BRIEF:
From the entries that follow, copy exactly the lines beginning at the line holding "a schema attribute." and continuing through the line holding "(no decimal point).".

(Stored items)

* * *

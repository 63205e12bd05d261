//! Core type definitions for attribute values.

use serde::{Deserialize, Serialize};

/// Value type of a schema attribute.
///
/// Coercion and validation of actual values is left to the layers that
/// consume a schema; the descriptor only records which kind of value an
/// attribute holds.
#[derive(Debug, Clone, Copy, PartialEq, Eq, Hash, Serialize, Deserialize)]
#[serde(rename_all = "snake_case")]
pub enum AttrType {
    /// Whole numbers (no decimal point).
    Integer,
    /// Floating-point numbers.
    Float,
    /// Text/string values.
    String,
    /// Boolean values (true/false).
    Boolean,
    /// Date and time values.
    DateTime,
    /// Date only (no time component).
    Date,
    /// Time only (no date component).
    Time,
    /// Unable to determine type.
    Unknown,
}

impl AttrType {
    /// Returns true if this type is numeric.
    pub fn is_numeric(&self) -> bool {
        matches!(self, AttrType::Integer | AttrType::Float)
    }

    /// Returns true if this type is temporal.
    pub fn is_temporal(&self) -> bool {
        matches!(self, AttrType::DateTime | AttrType::Date | AttrType::Time)
    }
}

impl Default for AttrType {
    fn default() -> Self {
        AttrType::Unknown
    }
}
//! The relation schema descriptor and its read API.

use std::sync::Arc;

use indexmap::IndexMap;
use tracing::debug;

use crate::error::{Result, SchemaError};
use crate::inference::{Gateway, Inference, Inferrer};

use super::attribute::Attribute;
use super::builder::SchemaBuilder;

/// Mapping from attribute name to definition, in declaration order.
pub type AttributeMap = IndexMap<String, Attribute>;

/// A typed description of a data source's attributes.
///
/// A schema is either *defined* (attributes present, frozen) or
/// *inference-pending* (attributes absent, an [`Inferrer`] held until a
/// gateway becomes available). It freezes the moment attributes become
/// present, whether that happens at [`finalize`] or at [`infer`]; from then
/// on every query is a pure function of its state, and the value is safe to
/// share across threads for unsynchronized reads.
///
/// [`finalize`]: SchemaBuilder::finalize
/// [`infer`]: Schema::infer
#[derive(Debug, Clone)]
pub struct Schema {
    dataset: Option<String>,
    attributes: Option<AttributeMap>,
    inferrer: Option<Arc<dyn Inferrer>>,
}

impl Schema {
    /// Declare a schema for `dataset` with a declaration closure.
    ///
    /// ```
    /// use relata::{AttrType, Schema};
    ///
    /// # fn main() -> relata::Result<()> {
    /// let users = Schema::define("users", |s| {
    ///     s.attribute("id", AttrType::Integer);
    ///     s.attribute("name", AttrType::String);
    ///     s.primary_key(["id"])?;
    ///     Ok(())
    /// })?;
    ///
    /// assert_eq!(users.primary_key().len(), 1);
    /// # Ok(())
    /// # }
    /// ```
    pub fn define<F>(dataset: impl Into<String>, block: F) -> Result<Self>
    where
        F: FnOnce(&mut SchemaBuilder) -> Result<()>,
    {
        SchemaBuilder::new(dataset).declare(block)?.finalize()
    }

    /// Declare an inference-pending schema for `dataset`.
    ///
    /// The returned schema holds no attributes until [`Schema::infer`] runs
    /// against a gateway.
    pub fn inferred(dataset: impl Into<String>, capability: Arc<dyn Inference>) -> Result<Self> {
        SchemaBuilder::new(dataset)
            .with_inference(capability)
            .finalize()
    }

    pub(crate) fn from_parts(
        dataset: Option<String>,
        attributes: Option<AttributeMap>,
        inferrer: Option<Arc<dyn Inferrer>>,
    ) -> Self {
        Self {
            dataset,
            attributes,
            inferrer,
        }
    }

    /// Name of the underlying data source.
    pub fn dataset(&self) -> Option<&str> {
        self.dataset.as_deref()
    }

    /// Whether attributes have been populated, at construction or via
    /// [`Schema::infer`].
    pub fn is_defined(&self) -> bool {
        self.attributes.is_some()
    }

    /// The full attribute mapping, in declaration order. `None` while
    /// inference is pending.
    pub fn attributes(&self) -> Option<&AttributeMap> {
        self.attributes.as_ref()
    }

    /// Iterate over attributes in declaration order.
    ///
    /// Re-iterating yields the same sequence; a pending schema yields
    /// nothing.
    pub fn iter(&self) -> impl Iterator<Item = &Attribute> {
        self.attributes.iter().flat_map(|attributes| attributes.values())
    }

    /// Number of attributes; zero while inference is pending.
    pub fn len(&self) -> usize {
        self.attributes.as_ref().map_or(0, |attributes| attributes.len())
    }

    /// Whether the schema holds no attributes.
    pub fn is_empty(&self) -> bool {
        self.len() == 0
    }

    /// All attribute names, in declaration order.
    pub fn attribute_names(&self) -> Vec<&str> {
        self.iter().map(Attribute::name).collect()
    }

    /// Look up an attribute by name.
    ///
    /// Fails with [`SchemaError::UnknownAttribute`] when the name is absent;
    /// on a pending schema every name is absent.
    pub fn get(&self, name: &str) -> Result<&Attribute> {
        self.attributes
            .as_ref()
            .and_then(|attributes| attributes.get(name))
            .ok_or_else(|| SchemaError::UnknownAttribute {
                name: name.to_string(),
            })
    }

    /// The attributes tagged as primary key, in declaration order.
    ///
    /// An empty result is valid; not every relation declares a key.
    pub fn primary_key(&self) -> Vec<&Attribute> {
        self.iter()
            .filter(|attribute| attribute.is_primary_key())
            .collect()
    }

    /// The first attribute, in declaration order, marked as a foreign key
    /// into `relation`.
    ///
    /// Uniqueness of foreign keys per referenced relation is not enforced;
    /// if duplicates exist the first match wins.
    pub fn foreign_key(&self, relation: &str) -> Option<&Attribute> {
        self.iter().find(|attribute| {
            attribute.is_foreign_key() && attribute.relation() == Some(relation)
        })
    }

    /// Populate attributes from the held inferrer and freeze the schema.
    ///
    /// Valid only while [`is_defined`] is false; calling it on a defined
    /// schema fails with [`SchemaError::AlreadyDefined`] and changes
    /// nothing. Inferrer failures propagate unchanged and leave the schema
    /// pending; there is no partially populated state.
    ///
    /// [`is_defined`]: Schema::is_defined
    pub fn infer(&mut self, gateway: &dyn Gateway) -> Result<()> {
        if self.is_defined() {
            return Err(SchemaError::AlreadyDefined);
        }
        let inferrer = self.inferrer.as_ref().ok_or_else(|| {
            SchemaError::Configuration("schema holds no inferrer to populate attributes".to_string())
        })?;

        let attributes = inferrer.call(self.dataset.as_deref(), gateway)?;
        debug!(
            dataset = self.dataset.as_deref().unwrap_or("<anonymous>"),
            attributes = attributes.len(),
            "schema attributes inferred"
        );
        self.attributes = Some(attributes);
        Ok(())
    }
}

/// Schemas are equal when dataset, attribute mapping (including metadata),
/// and inferrer reference all agree. The inferrer comparison is reference
/// identity, which lets consumers key caches on schema value.
impl PartialEq for Schema {
    fn eq(&self, other: &Self) -> bool {
        self.dataset == other.dataset
            && self.attributes == other.attributes
            && match (&self.inferrer, &other.inferrer) {
                (None, None) => true,
                (Some(a), Some(b)) => Arc::ptr_eq(a, b),
                _ => false,
            }
    }
}
//! Game clock: turns wall-clock time into discrete tick events.
//!
//! Patience decay, heat accumulation and disaster checks all run on a
//! one-second granularity; customer auto-spawning on a fifteen-second one.
//! Everything downstream observes `SecondTick` / `SpawnTick` instead of
//! reading `Time` directly, so tick-driven logic stays testable without
//! real waiting.

use {bevy::prelude::*, states::GameState, system_schedule::GameSchedule};

/// Seconds between customer auto-spawn attempts.
pub const SPAWN_INTERVAL_SECS: f32 = 15.0;

/// Fired once per simulated second while the game is running.
#[derive(Event, Debug, Default)]
pub struct SecondTick;

/// Fired on the customer auto-spawn cadence while the game is running.
#[derive(Event, Debug, Default)]
pub struct SpawnTick;

#[derive(Resource)]
pub struct ClockTimers {
    second: Timer,
    spawn: Timer,
}

impl Default for ClockTimers {
    fn default() -> Self {
        Self {
            second: Timer::from_seconds(1.0, TimerMode::Repeating),
            spawn: Timer::from_seconds(SPAWN_INTERVAL_SECS, TimerMode::Repeating),
        }
    }
}

pub struct GameClockPlugin;

impl Plugin for GameClockPlugin {
    fn build(&self, app: &mut App) {
        app.init_resource::<ClockTimers>().add_systems(
            Update,
            advance_clock
                .in_set(GameSchedule::FrameStart)
                .run_if(in_state(GameState::Running)),
        );
    }
}

fn advance_clock(time: Res<Time>, mut timers: ResMut<ClockTimers>, mut commands: Commands) {
    timers.second.tick(time.delta());
    timers.spawn.tick(time.delta());

    for _ in 0..timers.second.times_finished_this_tick() {
        commands.trigger(SecondTick);
    }
    for _ in 0..timers.spawn.times_finished_this_tick() {
        commands.trigger(SpawnTick);
    }
}
use {
    crate::{DisasterSettings, DisasterState},
    bevy::prelude::*,
    clock::SecondTick,
    disaster_assets::{DisasterCatalog, Vessel},
    disaster_events::{
        DisasterFailed, DisasterResolved, DisasterStarted, DisasterWarning,
        ResolveDisasterRequest, TriggerDisasterRequest,
    },
    kitchen_events::Notification,
    kitchen_resources::HeatTracker,
    progression_events::GainXp,
};

fn vessel_seconds(heat: &HeatTracker, vessel: Vessel) -> u32 {
    match vessel {
        Vessel::Pan => heat.pan.seconds,
        Vessel::Pot => heat.pot.seconds,
    }
}

/// Drives the whole lifecycle once per second: counts active disasters
/// down, promotes warnings and checks the heat triggers while idle.
pub fn advance_disasters(
    _trigger: On<SecondTick>,
    mut commands: Commands,
    mut state: ResMut<DisasterState>,
    mut heat: ResMut<HeatTracker>,
    settings: Res<DisasterSettings>,
    catalog: Res<DisasterCatalog>,
) {
    match &mut *state {
        DisasterState::Active {
            disaster,
            time_remaining,
        } => {
            *time_remaining = time_remaining.saturating_sub(1);
            if *time_remaining > 0 {
                return;
            }
            let id = disaster.clone();
            let message = catalog
                .get(&id)
                .map_or_else(String::new, |d| d.failure_message.clone());
            warn!(disaster = %id, "disaster ran out the clock");
            heat.reset_all();
            *state = DisasterState::Idle;
            commands.trigger(Notification::error(message.clone()));
            commands.trigger(DisasterFailed {
                disaster: id,
                message,
            });
        }
        DisasterState::Warned {
            disaster,
            delay_remaining,
        } => {
            *delay_remaining = delay_remaining.saturating_sub(1);
            if *delay_remaining > 0 {
                return;
            }
            let id = disaster.clone();
            let Some(def) = catalog.get(&id) else {
                warn!(disaster = %id, "warned disaster missing from catalog");
                *state = DisasterState::Idle;
                return;
            };
            let response_time = def.response_time;
            info!(disaster = %id, response_time, "disaster active");
            *state = DisasterState::Active {
                disaster: id.clone(),
                time_remaining: response_time,
            };
            commands.trigger(Notification::error(format!("{}!", def.display_name)));
            commands.trigger(DisasterStarted {
                disaster: id,
                response_time,
            });
        }
        DisasterState::Idle => {
            check_triggers(&mut commands, &mut state, &heat, &settings, &catalog);
        }
    }
}

fn check_triggers(
    commands: &mut Commands,
    state: &mut DisasterState,
    heat: &HeatTracker,
    settings: &DisasterSettings,
    catalog: &DisasterCatalog,
) {
    for def in catalog.sorted() {
        let (Some(vessel), Some(threshold)) = (def.vessel, def.heat_threshold) else {
            continue;
        };
        if vessel_seconds(heat, vessel) <= threshold {
            continue;
        }
        if !rand::random_bool(settings.trigger_chance) {
            continue;
        }
        warn!(disaster = %def.id, "disaster trigger fired");
        *state = DisasterState::Warned {
            disaster: def.id.clone(),
            delay_remaining: settings.warning_delay,
        };
        commands.trigger(Notification::warning(def.warning_message.clone()));
        commands.trigger(DisasterWarning {
            disaster: def.id.clone(),
            message: def.warning_message.clone(),
        });
        return;
    }

    // Nothing fired; nag about vessels running hot.
    if heat.pan.seconds > 20 && heat.pan.seconds % 10 == 0 {
        commands.trigger(Notification::warning("The pan is getting very hot!"));
    }
    if heat.pot.seconds > 30 && heat.pot.seconds % 15 == 0 {
        commands.trigger(Notification::warning("The pot is boiling vigorously!"));
    }
}

/// The single recovery action. Resolving awards XP and cools everything
/// down; with no active disaster it just shrugs.
pub fn resolve_disaster(
    _trigger: On<ResolveDisasterRequest>,
    mut commands: Commands,
    mut state: ResMut<DisasterState>,
    mut heat: ResMut<HeatTracker>,
    catalog: Res<DisasterCatalog>,
) {
    let Some(id) = state.active_disaster().map(str::to_string) else {
        commands.trigger(Notification::info("Nothing needs putting out right now."));
        return;
    };
    let Some(def) = catalog.get(&id) else {
        warn!(disaster = %id, "active disaster missing from catalog");
        *state = DisasterState::Idle;
        return;
    };
    info!(disaster = %id, xp_reward = def.xp_reward, "disaster resolved");
    heat.reset_all();
    commands.trigger(Notification::info(def.success_message.clone()));
    commands.trigger(GainXp {
        amount: def.xp_reward,
        reason: format!("Handled the {}", def.display_name),
    });
    commands.trigger(DisasterResolved {
        disaster: id,
        message: def.success_message.clone(),
        xp_reward: def.xp_reward,
    });
    *state = DisasterState::Idle;
}

/// Starts a specific disaster immediately, bypassing the heat triggers.
/// Used by catalog entries without a trigger; still single-flight.
pub fn force_disaster(
    trigger: On<TriggerDisasterRequest>,
    mut commands: Commands,
    mut state: ResMut<DisasterState>,
    catalog: Res<DisasterCatalog>,
) {
    if !state.is_idle() {
        debug!("disaster already in flight, request ignored");
        return;
    }
    let id = &trigger.event().disaster;
    let Some(def) = catalog.get(id) else {
        warn!(disaster = %id, "unknown disaster requested");
        return;
    };
    info!(disaster = %id, "disaster forced");
    *state = DisasterState::Active {
        disaster: def.id.clone(),
        time_remaining: def.response_time,
    };
    commands.trigger(Notification::error(format!("{}!", def.display_name)));
    commands.trigger(DisasterStarted {
        disaster: def.id.clone(),
        response_time: def.response_time,
    });
}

* * *

WRITTEN RESPONSE:
/// Value type of a schema attribute.
///
/// Coercion and validation of actual values is left to the layers that
/// consume a schema; the descriptor only records which kind of value an
/// attribute holds.
#[derive(Debug, Clone, Copy, PartialEq, Eq, Hash, Serialize, Deserialize)]
#[serde(rename_all = "snake_case")]
pub enum AttrType {
    /// Whole numbers (no decimal point).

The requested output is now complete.